* **What to produce**: The data below should be duplicated in full, unchanged.

* **The records**:
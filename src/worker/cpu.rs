//! CPU worker for parallel salt search.

use std::sync::atomic::{AtomicU64, Ordering};
use std::sync::Arc;

use crossbeam_channel::Sender;

use crate::crypto::{keccak256, SaltNonce};
use crate::search::{CancelToken, SaltSearch, SearchMatch};

use super::PoolMatch;

#[derive(Debug, Default)]
pub struct WorkerStats {
    pub salts_tried: AtomicU64,
    pub matches_found: AtomicU64,
}

impl WorkerStats {
    pub fn new() -> Self {
        Self::default()
    }
    pub fn total_salts(&self) -> u64 {
        self.salts_tried.load(Ordering::Relaxed)
    }
    pub fn total_matches(&self) -> u64 {
        self.matches_found.load(Ordering::Relaxed)
    }
}

pub struct CpuWorker {
    id: usize,
    search: SaltSearch,
    initializer_hash: [u8; 32],
    result_tx: Sender<PoolMatch>,
    cancel: CancelToken,
    stats: Arc<WorkerStats>,
}

impl CpuWorker {
    pub fn new(
        id: usize,
        search: SaltSearch,
        initializer: &[u8],
        result_tx: Sender<PoolMatch>,
        cancel: CancelToken,
        stats: Arc<WorkerStats>,
    ) -> Self {
        Self {
            id,
            search,
            initializer_hash: keccak256(initializer),
            result_tx,
            cancel,
            stats,
        }
    }

    pub fn run(&self) {
        const BATCH_SIZE: u64 = 1000;

        // Random start, then sequential nonces from there.
        let mut salt = SaltNonce::random();
        let mut attempts = 0u64;

        while !self.cancel.is_cancelled() {
            for _ in 0..BATCH_SIZE {
                attempts += 1;
                let address = self.search.probe(&self.initializer_hash, &salt);

                if self.search.pattern().matches(&address).is_match() {
                    self.stats.matches_found.fetch_add(1, Ordering::Relaxed);
                    let found = SearchMatch {
                        address,
                        salt,
                        attempts,
                    };
                    if self
                        .result_tx
                        .send(PoolMatch {
                            found,
                            worker_id: self.id,
                        })
                        .is_err()
                    {
                        // Receiver gone: nobody wants more results.
                        return;
                    }
                }

                salt.increment();
            }

            self.stats.salts_tried.fetch_add(BATCH_SIZE, Ordering::Relaxed);
        }
    }
}
//! Account address representation.

use std::fmt;
use std::str::FromStr;

use super::keccak256;

/// A 20-byte account address (owner, factory, Safe proxy...).
#[derive(Clone, Copy, PartialEq, Eq, Hash, PartialOrd, Ord, Default)]
pub struct Address(pub [u8; 20]);

#[derive(Debug, Clone, PartialEq, Eq, thiserror::Error)]
pub enum AddressError {
    #[error("address must be 20 bytes (40 hex chars), got {0} chars")]
    InvalidLength(usize),
    #[error("address contains non-hex characters: {0}")]
    InvalidHex(String),
}

impl Address {
    pub const ZERO: Self = Self([0u8; 20]);

    #[inline]
    pub const fn from_bytes(bytes: [u8; 20]) -> Self {
        Self(bytes)
    }

    #[inline]
    pub const fn as_bytes(&self) -> &[u8; 20] {
        &self.0
    }

    #[inline]
    pub fn is_zero(&self) -> bool {
        self.0 == [0u8; 20]
    }

    /// Left-pads the address into a 32-byte ABI word.
    pub fn to_word(&self) -> [u8; 32] {
        let mut word = [0u8; 32];
        word[12..].copy_from_slice(&self.0);
        word
    }

    /// Lowercase hex (no 0x).
    #[inline]
    pub fn to_hex(&self) -> String {
        hex::encode(self.0)
    }

    /// EIP-55 checksum.
    pub fn to_checksum(&self) -> String {
        let hex_addr = self.to_hex();
        let hash = keccak256(hex_addr.as_bytes());

        let mut out = String::with_capacity(42);
        out.push_str("0x");
        for (i, c) in hex_addr.chars().enumerate() {
            let nibble = if i % 2 == 0 {
                hash[i / 2] >> 4
            } else {
                hash[i / 2] & 0x0f
            };
            if c.is_ascii_alphabetic() && nibble >= 8 {
                out.push(c.to_ascii_uppercase());
            } else {
                out.push(c);
            }
        }
        out
    }
}

impl FromStr for Address {
    type Err = AddressError;

    /// Accepts hex with or without `0x`, any case. Checksums are not enforced.
    fn from_str(s: &str) -> Result<Self, Self::Err> {
        let s = s.trim();
        let h = s
            .strip_prefix("0x")
            .or_else(|| s.strip_prefix("0X"))
            .unwrap_or(s);
        if h.len() != 40 {
            return Err(AddressError::InvalidLength(h.len()));
        }
        let mut bytes = [0u8; 20];
        hex::decode_to_slice(h, &mut bytes).map_err(|_| AddressError::InvalidHex(s.to_string()))?;
        Ok(Self(bytes))
    }
}

impl fmt::Debug for Address {
    fn fmt(&self, f: &mut fmt::Formatter<'_>) -> fmt::Result {
        write!(f, "Address({})", self.to_checksum())
    }
}

impl fmt::Display for Address {
    fn fmt(&self, f: &mut fmt::Formatter<'_>) -> fmt::Result {
        write!(f, "{}", self.to_checksum())
    }
}

impl From<alloy_primitives::Address> for Address {
    fn from(addr: alloy_primitives::Address) -> Self {
        Self(addr.0 .0)
    }
}

impl From<Address> for alloy_primitives::Address {
    fn from(addr: Address) -> Self {
        Self::from(addr.0)
    }
}
//! Call data for the factory, Disperse and Multicall3 contracts.

use alloy_primitives::U256;
use alloy_sol_types::SolCall;

use crate::contracts::{IDisperse, IMulticall3, ISafeProxyFactory};
use crate::crypto::{Address, SaltNonce};

pub use crate::contracts::IMulticall3::Call3Value;

/// `SafeProxyFactory.createProxyWithNonce(singleton, initializer, saltNonce)`.
pub fn create_proxy_with_nonce(singleton: Address, initializer: &[u8], salt: &SaltNonce) -> Vec<u8> {
    ISafeProxyFactory::createProxyWithNonceCall {
        _singleton: singleton.into(),
        initializer: initializer.to_vec().into(),
        saltNonce: (*salt).into(),
    }
    .abi_encode()
}

/// `Disperse.disperseEther(recipients, values)`.
pub fn disperse_ether(recipients: &[Address], values: &[u128]) -> Vec<u8> {
    IDisperse::disperseEtherCall {
        recipients: recipients.iter().copied().map(Into::into).collect(),
        values: values.iter().map(|v| U256::from(*v)).collect(),
    }
    .abi_encode()
}

/// A batch entry whose revert reverts the whole batch.
pub fn required(target: Address, value: u128, call_data: Vec<u8>) -> Call3Value {
    Call3Value {
        target: target.into(),
        allowFailure: false,
        value: U256::from(value),
        callData: call_data.into(),
    }
}

/// `Multicall3.aggregate3Value(calls)`.
pub fn aggregate3_value(calls: Vec<Call3Value>) -> Vec<u8> {
    IMulticall3::aggregate3ValueCall { calls }.abi_encode()
}

/// Reads the proxy address returned by `createProxyWithNonce`.
pub fn decode_created_address(output: &[u8]) -> Option<Address> {
    ISafeProxyFactory::createProxyWithNonceCall::abi_decode_returns(output)
        .ok()
        .map(Address::from)
}

/// Proxies created by the successful factory calls of an `aggregate3Value`
/// batch, given the batch call data and its return data.
pub fn created_in_bundle(input: &[u8], output: &[u8]) -> Vec<Address> {
    let Ok(batch) = IMulticall3::aggregate3ValueCall::abi_decode(input) else {
        return Vec::new();
    };
    let Ok(results) = IMulticall3::aggregate3ValueCall::abi_decode_returns(output) else {
        return Vec::new();
    };
    batch
        .calls
        .iter()
        .zip(&results)
        .filter(|(call, result)| {
            result.success
                && call
                    .callData
                    .starts_with(&ISafeProxyFactory::createProxyWithNonceCall::SELECTOR)
        })
        .filter_map(|(_, result)| decode_created_address(&result.returnData))
        .collect()
}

* **Answer to the problem**:
filename src/worker/cpu.rs
//! CPU worker for parallel salt search.

use std::sync::atomic::{AtomicU64, Ordering};
use std::sync::Arc;

use crossbeam_channel::Sender;

use crate::crypto::{keccak256, SaltNonce};
use crate::search::{CancelToken, SaltSearch, SearchMatch};

use super::PoolMatch;

#[derive(Debug, Default)]
pub struct WorkerStats {
    pub salts_tried: AtomicU64,
    pub matches_found: AtomicU64,
}

impl WorkerStats {
    pub fn new() -> Self {
        Self::default()
    }
    pub fn total_salts(&self) -> u64 {
        self.salts_tried.load(Ordering::Relaxed)
    }
    pub fn total_matches(&self) -> u64 {
        self.matches_found.load(Ordering::Relaxed)
    }
}

pub struct CpuWorker {
    id: usize,
    search: SaltSearch,
    initializer_hash: [u8; 32],
    result_tx: Sender<PoolMatch>,
    cancel: CancelToken,
    stats: Arc<WorkerStats>,
}

impl CpuWorker {
    pub fn new(
        id: usize,
        search: SaltSearch,
        initializer: &[u8],
        result_tx: Sender<PoolMatch>,
        cancel: CancelToken,
        stats: Arc<WorkerStats>,
    ) -> Self {
        Self {
            id,
            search,
            initializer_hash: keccak256(initializer),
            result_tx,
            cancel,
            stats,
        }
    }

    pub fn run(&self) {
        const BATCH_SIZE: u64 = 1000;

        // Random start, then sequential nonces from there.
        let mut salt = SaltNonce::random();
        let mut attempts = 0u64;

        while !self.cancel.is_cancelled() {
            for _ in 0..BATCH_SIZE {
                attempts += 1;
                let address = self.search.probe(&self.initializer_hash, &salt);

                if self.search.pattern().matches(&address).is_match() {
                    self.stats.matches_found.fetch_add(1, Ordering::Relaxed);
                    let found = SearchMatch {
                        address,
                        salt,
                        attempts,
                    };
                    if self
                        .result_tx
                        .send(PoolMatch {
                            found,
                            worker_id: self.id,
                        })
                        .is_err()
                    {
                        // Receiver gone: nobody wants more results.
                        return;
                    }
                }

                salt.increment();
            }

            self.stats.salts_tried.fetch_add(BATCH_SIZE, Ordering::Relaxed);
        }
    }
}
//! Account address representation.

use std::fmt;
use std::str::FromStr;

use super::keccak256;

/// A 20-byte account address (owner, factory, Safe proxy...).
#[derive(Clone, Copy, PartialEq, Eq, Hash, PartialOrd, Ord, Default)]
pub struct Address(pub [u8; 20]);

#[derive(Debug, Clone, PartialEq, Eq, thiserror::Error)]
pub enum AddressError {
    #[error("address must be 20 bytes (40 hex chars), got {0} chars")]
    InvalidLength(usize),
    #[error("address contains non-hex characters: {0}")]
    InvalidHex(String),
}

impl Address {
    pub const ZERO: Self = Self([0u8; 20]);

    #[inline]
    pub const fn from_bytes(bytes: [u8; 20]) -> Self {
        Self(bytes)
    }

    #[inline]
    pub const fn as_bytes(&self) -> &[u8; 20] {
        &self.0
    }

    #[inline]
    pub fn is_zero(&self) -> bool {
        self.0 == [0u8; 20]
    }

    /// Left-pads the address into a 32-byte ABI word.
    pub fn to_word(&self) -> [u8; 32] {
        let mut word = [0u8; 32];
        word[12..].copy_from_slice(&self.0);
        word
    }

    /// Lowercase hex (no 0x).
    #[inline]
    pub fn to_hex(&self) -> String {
        hex::encode(self.0)
    }

    /// EIP-55 checksum.
    pub fn to_checksum(&self) -> String {
        let hex_addr = self.to_hex();
        let hash = keccak256(hex_addr.as_bytes());

        let mut out = String::with_capacity(42);
        out.push_str("0x");
        for (i, c) in hex_addr.chars().enumerate() {
            let nibble = if i % 2 == 0 {
                hash[i / 2] >> 4
            } else {
                hash[i / 2] & 0x0f
            };
            if c.is_ascii_alphabetic() && nibble >= 8 {
                out.push(c.to_ascii_uppercase());
            } else {
                out.push(c);
            }
        }
        out
    }
}

impl FromStr for Address {
    type Err = AddressError;

    /// Accepts hex with or without `0x`, any case. Checksums are not enforced.
    fn from_str(s: &str) -> Result<Self, Self::Err> {
        let s = s.trim();
        let h = s
            .strip_prefix("0x")
            .or_else(|| s.strip_prefix("0X"))
            .unwrap_or(s);
        if h.len() != 40 {
            return Err(AddressError::InvalidLength(h.len()));
        }
        let mut bytes = [0u8; 20];
        hex::decode_to_slice(h, &mut bytes).map_err(|_| AddressError::InvalidHex(s.to_string()))?;
        Ok(Self(bytes))
    }
}

impl fmt::Debug for Address {
    fn fmt(&self, f: &mut fmt::Formatter<'_>) -> fmt::Result {
        write!(f, "Address({})", self.to_checksum())
    }
}

impl fmt::Display for Address {
    fn fmt(&self, f: &mut fmt::Formatter<'_>) -> fmt::Result {
        write!(f, "{}", self.to_checksum())
    }
}

impl From<alloy_primitives::Address> for Address {
    fn from(addr: alloy_primitives::Address) -> Self {
        Self(addr.0 .0)
    }
}

impl From<Address> for alloy_primitives::Address {
    fn from(addr: Address) -> Self {
        Self::from(addr.0)
    }
}
//! Call data for the factory, Disperse and Multicall3 contracts.

use alloy_primitives::U256;
use alloy_sol_types::SolCall;

use crate::contracts::{IDisperse, IMulticall3, ISafeProxyFactory};
use crate::crypto::{Address, SaltNonce};

pub use crate::contracts::IMulticall3::Call3Value;

/// `SafeProxyFactory.createProxyWithNonce(singleton, initializer, saltNonce)`.
pub fn create_proxy_with_nonce(singleton: Address, initializer: &[u8], salt: &SaltNonce) -> Vec<u8> {
    ISafeProxyFactory::createProxyWithNonceCall {
        _singleton: singleton.into(),
        initializer: initializer.to_vec().into(),
        saltNonce: (*salt).into(),
    }
    .abi_encode()
}

/// `Disperse.disperseEther(recipients, values)`.
pub fn disperse_ether(recipients: &[Address], values: &[u128]) -> Vec<u8> {
    IDisperse::disperseEtherCall {
        recipients: recipients.iter().copied().map(Into::into).collect(),
        values: values.iter().map(|v| U256::from(*v)).collect(),
    }
    .abi_encode()
}

/// A batch entry whose revert reverts the whole batch.
pub fn required(target: Address, value: u128, call_data: Vec<u8>) -> Call3Value {
    Call3Value {
        target: target.into(),
        allowFailure: false,
        value: U256::from(value),
        callData: call_data.into(),
    }
}

/// `Multicall3.aggregate3Value(calls)`.
pub fn aggregate3_value(calls: Vec<Call3Value>) -> Vec<u8> {
    IMulticall3::aggregate3ValueCall { calls }.abi_encode()
}

/// Reads the proxy address returned by `createProxyWithNonce`.
pub fn decode_created_address(output: &[u8]) -> Option<Address> {
    ISafeProxyFactory::createProxyWithNonceCall::abi_decode_returns(output)
        .ok()
        .map(Address::from)
}

/// Proxies created by the successful factory calls of an `aggregate3Value`
/// batch, given the batch call data and its return data.
pub fn created_in_bundle(input: &[u8], output: &[u8]) -> Vec<Address> {
    let Ok(batch) = IMulticall3::aggregate3ValueCall::abi_decode(input) else {
        return Vec::new();
    };
    let Ok(results) = IMulticall3::aggregate3ValueCall::abi_decode_returns(output) else {
        return Vec::new();
    };
    batch
        .calls
        .iter()
        .zip(&results)
        .filter(|(call, result)| {
            result.success
                && call
                    .callData
                    .starts_with(&ISafeProxyFactory::createProxyWithNonceCall::SELECTOR)
        })
        .filter_map(|(_, result)| decode_created_address(&result.returnData))
        .collect()
}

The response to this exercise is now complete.